SEROTONIN BINDING PROTEIN: ENHANCEMENT OF BINDING BY Fe 2+ AND INHIBITION OF BINDING BY DRUGS 1 2

— The binding of serotonin to a soluble, high affinity binding protein, present in synaptosomes and associated with serotonergic tracts, has now been studied for the effects of metallic ions and various drugs. At optimal concentration (10 ‐4 M) of Fe 2+ the enhancement of binding was close to 20‐fold. A much smaller effect was noted with Cu 2+ . With other ions (Fe 3+ , Mn 2+ , Co 2+ , Ni 2+ , Cr 3+ , Mg 2+ , Ca 2+ ) little or no effect was seen. For the effect with Fe 2+ . preincubation was required (10 min, 25°C) and concentrations higher than 10 ‐4 M were inhibitory. Studies based on equilibrium dialysis show that the effect of Fe 2+ was on the affinity of the binding of serotonin to the protein, rather than on the binding capacity.
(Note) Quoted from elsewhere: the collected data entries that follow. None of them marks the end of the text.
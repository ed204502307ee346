use core::cell::UnsafeCell;
use core::hint::spin_loop;
use core::ops::{Deref, DerefMut};
use core::sync::atomic::{AtomicBool, Ordering};

use crate::cpu;

/// Spin lock that keeps interrupts disabled while held.
///
/// Compositor and keyboard state is touched both from the normal kernel path
/// and from the keyboard IRQ handler. Holding interrupts off for the guard's
/// lifetime means the handler can never observe a half-finished update, and
/// can never spin forever on a lock its own CPU already holds.
pub struct IrqMutex<T> {
    lock: AtomicBool,
    data: UnsafeCell<T>,
}

// SAFETY: IrqMutex provides exclusive access through atomic locking with
// interrupts disabled, making it safe to share across contexts.
unsafe impl<T: Send> Send for IrqMutex<T> {}
unsafe impl<T: Send> Sync for IrqMutex<T> {}

pub struct IrqMutexGuard<'a, T> {
    mutex: &'a IrqMutex<T>,
    saved_flags: u64,
}

impl<T> IrqMutex<T> {
    #[inline]
    pub const fn new(data: T) -> Self {
        Self {
            lock: AtomicBool::new(false),
            data: UnsafeCell::new(data),
        }
    }

    #[inline]
    pub fn lock(&self) -> IrqMutexGuard<'_, T> {
        let saved_flags = cpu::save_flags_cli();

        while self
            .lock
            .compare_exchange_weak(false, true, Ordering::Acquire, Ordering::Relaxed)
            .is_err()
        {
            spin_loop();
        }

        IrqMutexGuard {
            mutex: self,
            saved_flags,
        }
    }
}

impl<'a, T> Deref for IrqMutexGuard<'a, T> {
    type Target = T;

    #[inline]
    fn deref(&self) -> &T {
        unsafe { &*self.mutex.data.get() }
    }
}

impl<'a, T> DerefMut for IrqMutexGuard<'a, T> {
    #[inline]
    fn deref_mut(&mut self) -> &mut T {
        unsafe { &mut *self.mutex.data.get() }
    }
}

impl<'a, T> Drop for IrqMutexGuard<'a, T> {
    #[inline]
    fn drop(&mut self) {
        self.mutex.lock.store(false, Ordering::Release);
        cpu::restore_flags(self.saved_flags);
    }
}
//! Real-mode service registration.
//!
//! The platform layer owns the mechanism for dropping to 16-bit mode and
//! calling the BIOS. It hands this crate a table of entry points once, early
//! in boot; [`BiosDisplay`] forwards the mode controller's calls to it.

use spin::Once;

use prism_abi::vbe::RealRegisters;
use prism_abi::video::{VideoError, VideoResult};
use prism_lib::klog_debug;

use crate::hardware::DisplayHardware;

/// Entry points into the platform's real-mode bridge.
pub struct RealModeServices {
    /// Run `int 10h`; `false` when the bridge could not make the call.
    pub int10: fn(&mut RealRegisters, &mut [u8]) -> bool,
    /// Copy from real-mode memory; `false` when the range is not readable.
    pub read_real_memory: fn(u16, u16, &mut [u8]) -> bool,
    /// Map physical memory; null on failure.
    pub map_physical: fn(u64, usize) -> *mut u8,
    pub unmap_physical: fn(*mut u8, usize),
}

static REAL_MODE_SERVICES: Once<&'static RealModeServices> = Once::new();

/// Install the bridge. Only the first registration takes effect.
pub fn register_real_mode_services(services: &'static RealModeServices) {
    REAL_MODE_SERVICES.call_once(|| services);
    klog_debug!("video: real-mode services registered");
}

pub fn real_mode_services() -> Option<&'static RealModeServices> {
    REAL_MODE_SERVICES.get().copied()
}

/// [`DisplayHardware`] backed by the registered real-mode services.
#[derive(Copy, Clone, Debug, Default)]
pub struct BiosDisplay;

impl BiosDisplay {
    fn services() -> VideoResult<&'static RealModeServices> {
        real_mode_services().ok_or(VideoError::BridgeUnavailable)
    }
}

impl DisplayHardware for BiosDisplay {
    fn int10(&mut self, regs: &mut RealRegisters, transfer: &mut [u8]) -> VideoResult {
        if (Self::services()?.int10)(regs, transfer) {
            Ok(())
        } else {
            Err(VideoError::BridgeUnavailable)
        }
    }

    fn read_real_memory(&mut self, segment: u16, offset: u16, out: &mut [u8]) -> VideoResult {
        if (Self::services()?.read_real_memory)(segment, offset, out) {
            Ok(())
        } else {
            Err(VideoError::BridgeUnavailable)
        }
    }

    fn map_framebuffer(&mut self, phys: u64, len: usize) -> VideoResult<*mut u8> {
        let base = (Self::services()?.map_physical)(phys, len);
        if base.is_null() {
            return Err(VideoError::MappingFailed);
        }
        Ok(base)
    }

    fn unmap_framebuffer(&mut self, base: *mut u8, len: usize) {
        if let Some(services) = real_mode_services() {
            (services.unmap_physical)(base, len);
        }
    }
}
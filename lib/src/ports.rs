use x86_64::instructions::port::Port;

pub const COM1: u16 = 0x3F8;

pub const PS2_DATA: u16 = 0x60;
pub const PS2_STATUS: u16 = 0x64;

pub const UART_REG_THR: u16 = 0;
pub const UART_REG_LSR: u16 = 5;

pub const UART_LSR_TX_EMPTY: u8 = 0x20;

/// Bounded wait for the transmit holding register.
const UART_TX_SPINS: u32 = 10_000;

/// Write raw bytes to a 16550 UART, polling the line status register.
///
/// # Safety
/// `base` must be the I/O base of a present UART; the caller must hold
/// whatever lock serializes access to it.
pub unsafe fn serial_write_bytes(base: u16, bytes: &[u8]) {
    let mut lsr: Port<u8> = Port::new(base + UART_REG_LSR);
    let mut thr: Port<u8> = Port::new(base + UART_REG_THR);
    for &b in bytes {
        let mut spins = 0;
        while unsafe { lsr.read() } & UART_LSR_TX_EMPTY == 0 && spins < UART_TX_SPINS {
            spins += 1;
            core::hint::spin_loop();
        }
        unsafe { thr.write(b) };
    }
}

/// Read one byte from the PS/2 data port.
///
/// # Safety
/// Only meaningful from the keyboard interrupt path, where the controller
/// has signalled that a byte is waiting.
#[inline]
pub unsafe fn ps2_read_data() -> u8 {
    let mut data: Port<u8> = Port::new(PS2_DATA);
    unsafe { data.read() }
}

/// Read the PS/2 controller status register.
///
/// # Safety
/// Port I/O; only valid on hardware with an 8042-compatible controller.
#[inline]
pub unsafe fn ps2_read_status() -> u8 {
    let mut status: Port<u8> = Port::new(PS2_STATUS);
    unsafe { status.read() }
}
In polydcrylamide gels at pH 8.6 the migratory properties of thc serotonin‐protein complex formed in the presence of Fe 2+ differ from those of the complex formed without Fe 2+ . Nucleotides (ATP, GTP, ADP, AMP) inhibited thc binding. The effects of several classes of drugs (inhibitors of biogenic amine storage and uptake, psychotomimetics, MAO) inhibitors and drugs binding to contractile proteins) were also studied. The only effective inhibitors of serotonin binding were reserpine, vinblastine and CZ‐74, which caused 50% inhibition at 2 × 10 ‐6 M, 7.5 × 10 ‐6 M and 0.2 × 10 ‐6 M respectively.